Computational Imaging

Handheld Multi-Frame Super-Resolution TOG.

  Compared to DSLR cameras, smartphone cameras have smaller sensors, which limits their spatial resolution; smaller apertures, which limits their light gathering ability; and smaller pixels, which reduces their signal-tonoise ratio. The use of color filter arrays (CFAs) requires demosaicing, which further degrades resolution. In this paper, we supplant the use of traditional demosaicing in single-frame and burst photography pipelines with a multiframe super-resolution algorithm that creates a complete RGB image directly from a burst of CFA raw images. We harness natural hand tremor, typical in handheld photography, to acquire a burst of raw frames with small offsets. These frames are then aligned and merged to form a single image with red, green, and blue values at every pixel site. This approach, which includes no explicit demosaicing step, serves to both increase image resolution and boost signal to noise ratio. Our algorithm is robust to challenging scene conditions: local motion, occlusion, or scene changes. It runs at 100 milliseconds per 12-megapixel RAW input burst frame on mass-produced mobile phones. Specifically, the algorithm is the basis of the Super-Res Zoom feature, as well as the default merge method in Night Sight mode (whether zooming or not) on Google’s flagship phone.
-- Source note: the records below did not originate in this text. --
//! # Query Filters
//!
//! Typed filters built from raw query strings. Every field of a raw query is
//! an optional string; [`SalesFilter::from_raw`] and [`ProductQuery::from_raw`]
//! turn them into checked values before anything reaches the store.

use chrono::{DateTime, FixedOffset, Utc};
use serde::{Deserialize, Serialize};

use crate::error::ValidationError;
use crate::report::ReportWindow;
use crate::types::SaleStatus;
use crate::validation::{non_blank, parse_date, parse_optional_id, parse_pagination, ValidationResult};

// =============================================================================
// Sales Filter
// =============================================================================

/// `GET /sales` query string, unparsed.
#[derive(Debug, Clone, Default, Serialize, Deserialize)]
#[serde(rename_all = "camelCase")]
pub struct RawSalesQuery {
    pub start_date: Option<String>,
    pub end_date: Option<String>,
    pub status: Option<String>,
    pub customer_id: Option<String>,
}

/// Which sales to list. Date bounds are whole local days, both inclusive,
/// stored as a half-open UTC range.
#[derive(Debug, Clone, Default, PartialEq, Eq)]
pub struct SalesFilter {
    pub created_from: Option<DateTime<Utc>>,
    pub created_before: Option<DateTime<Utc>>,
    pub status: Option<SaleStatus>,
    pub customer_id: Option<i64>,
}

impl SalesFilter {
    pub fn from_raw(raw: &RawSalesQuery, offset: FixedOffset) -> ValidationResult<Self> {
        let start = match non_blank(raw.start_date.as_deref()) {
            Some(s) => Some(parse_date("startDate", Some(s))?),
            None => None,
        };
        let end = match non_blank(raw.end_date.as_deref()) {
            Some(s) => Some(parse_date("endDate", Some(s))?),
            None => None,
        };
        if let (Some(start), Some(end)) = (start, end) {
            if start > end {
                return Err(ValidationError::InvalidFormat {
                    field: "startDate".to_string(),
                    reason: "must not be after endDate".to_string(),
                });
            }
        }

        let status = non_blank(raw.status.as_deref())
            .map(str::parse::<SaleStatus>)
            .transpose()?;

        Ok(Self {
            created_from: start
                .map(|date| ReportWindow::day(date, offset).map(|w| w.start))
                .transpose()?,
            created_before: end
                .map(|date| ReportWindow::day(date, offset).map(|w| w.end))
                .transpose()?,
            status,
            customer_id: parse_optional_id("customerId", raw.customer_id.as_deref())?,
        })
    }
}

// =============================================================================
// Product Query
// =============================================================================

/// `GET /public/products` query string, unparsed.
#[derive(Debug, Clone, Default, Serialize, Deserialize)]
pub struct RawProductQuery {
    pub category: Option<String>,
    pub search: Option<String>,
    pub page: Option<String>,
    pub limit: Option<String>,
}

/// A checked product listing request.
#[derive(Debug, Clone, PartialEq, Eq)]
pub struct ProductQuery {
    /// Exact match.
    pub category: Option<String>,
    /// Substring over name, description and barcode.
    pub search: Option<String>,
    pub page: u32,
    pub limit: u32,
}

impl Default for ProductQuery {
    fn default() -> Self {
        Self {
            category: None,
            search: None,
            page: 1,
            limit: crate::DEFAULT_PAGE_LIMIT,
        }
    }
}

impl ProductQuery {
    pub fn from_raw(raw: &RawProductQuery) -> ValidationResult<Self> {
        let (page, limit) = parse_pagination(raw.page.as_deref(), raw.limit.as_deref())?;
        Ok(Self {
            category: non_blank(raw.category.as_deref()).map(str::to_string),
            search: non_blank(raw.search.as_deref()).map(str::to_string),
            page,
            limit,
        })
    }

    /// Rows to skip for the requested page.
    pub fn offset(&self) -> i64 {
        (i64::from(self.page) - 1) * i64::from(self.limit)
    }
}

#[cfg(test)]
mod tests {
    use super::*;

    fn wib() -> FixedOffset {
        FixedOffset::east_opt(7 * 3600).unwrap()
    }

    #[test]
    fn test_empty_sales_query_matches_everything() {
        let filter = SalesFilter::from_raw(&RawSalesQuery::default(), wib()).unwrap();
        assert_eq!(filter, SalesFilter::default());
    }

    #[test]
    fn test_sales_filter_dates_are_inclusive_days() {
        let raw = RawSalesQuery {
            start_date: Some("2024-03-05".to_string()),
            end_date: Some("2024-03-05".to_string()),
            status: Some("completed".to_string()),
            customer_id: Some("42".to_string()),
        };
        let filter = SalesFilter::from_raw(&raw, wib()).unwrap();
        assert_eq!(
            filter.created_from.unwrap().to_rfc3339(),
            "2024-03-04T17:00:00+00:00"
        );
        assert_eq!(
            filter.created_before.unwrap().to_rfc3339(),
            "2024-03-05T17:00:00+00:00"
        );
        assert_eq!(filter.status, Some(SaleStatus::Completed));
        assert_eq!(filter.customer_id, Some(42));
    }

    #[test]
    fn test_sales_filter_rejects_bad_values() {
        let bad_status = RawSalesQuery {
            status: Some("refunded".to_string()),
            ..Default::default()
        };
        assert!(SalesFilter::from_raw(&bad_status, wib()).is_err());

        let reversed = RawSalesQuery {
            start_date: Some("2024-03-06".to_string()),
            end_date: Some("2024-03-05".to_string()),
            ..Default::default()
        };
        assert!(SalesFilter::from_raw(&reversed, wib()).is_err());

        let bad_customer = RawSalesQuery {
            customer_id: Some("abc".to_string()),
            ..Default::default()
        };
        assert!(SalesFilter::from_raw(&bad_customer, wib()).is_err());
    }

    #[test]
    fn test_product_query_defaults_and_offset() {
        let query = ProductQuery::from_raw(&RawProductQuery::default()).unwrap();
        assert_eq!(query, ProductQuery::default());
        assert_eq!(query.offset(), 0);

        let raw = RawProductQuery {
            category: Some("  ".to_string()),
            search: Some("kopi".to_string()),
            page: Some("3".to_string()),
            limit: Some("20".to_string()),
        };
        let query = ProductQuery::from_raw(&raw).unwrap();
        assert_eq!(query.category, None);
        assert_eq!(query.search.as_deref(), Some("kopi"));
        assert_eq!(query.offset(), 40);
    }
}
Image Stylization: From Predefined to Personalized IET Computer VIsion

  We present a framework for interactive design of new image stylizations using a wide range of predefined filter blocks. Both novel and off-the-shelf image filtering and rendering techniques are extended and combined to allow the user to unleash their creativity to intuitively invent, modify, and tune new styles from a given set of filters. In parallel to this manual design, we propose a novel procedural approach that automatically assembles sequences of filters, leading to unique and novel styles. An important aim of our framework is to allow for interactive exploration and design, as well as to enable videos and camera streams to be stylized on the fly. In order to achieve this real-time performance, we use the "Best Linear Adaptive Enhancement" (BLADE) framework -- an interpretable shallow machine learning method that simulates complex filter blocks in real time. Our representative results include over a dozen styles designed using our interactive tool, a set of styles created procedurally, and new filters trained with our BLADE approach.

Urban Procedural Models: Inverse Design and Traffic

Designing Large-Scale Interactive Traffic Animations for Urban Modeling EG.

  We presented an approach to interactively "paint" a desired vehicular traffic behavior and animation and then the system automatically computes a realistic 3D urban model yielding the specified behavior. We used our system to control traffic behaviors such as road occupancy, travel time, and CO emission. Our framework includes a novel traffic microsim- ulation approach which yields the high performance needed for our interactive design tool. Our traffic manipulation strategy adapts a MCMC method to explore the solution space by performing a set of road network changes.

Inverse Design of Urban Procedural Models TOG

  We have coupled an automatic inverse design approach for urban procedural modeling with forward procedural modeling. Urban indicators are intuitive metrics for measuring the desirability of urban areas. The relationship of indicators to the procedural model is in general unknown and complex which has until now hindered their direct specification. We tackle the well-known open problem of controlling procedural modeling by providing a generalized mechanism that allows users to specify arbitrary target indicators and automatically compute the optimal parameters to obtain the desired output.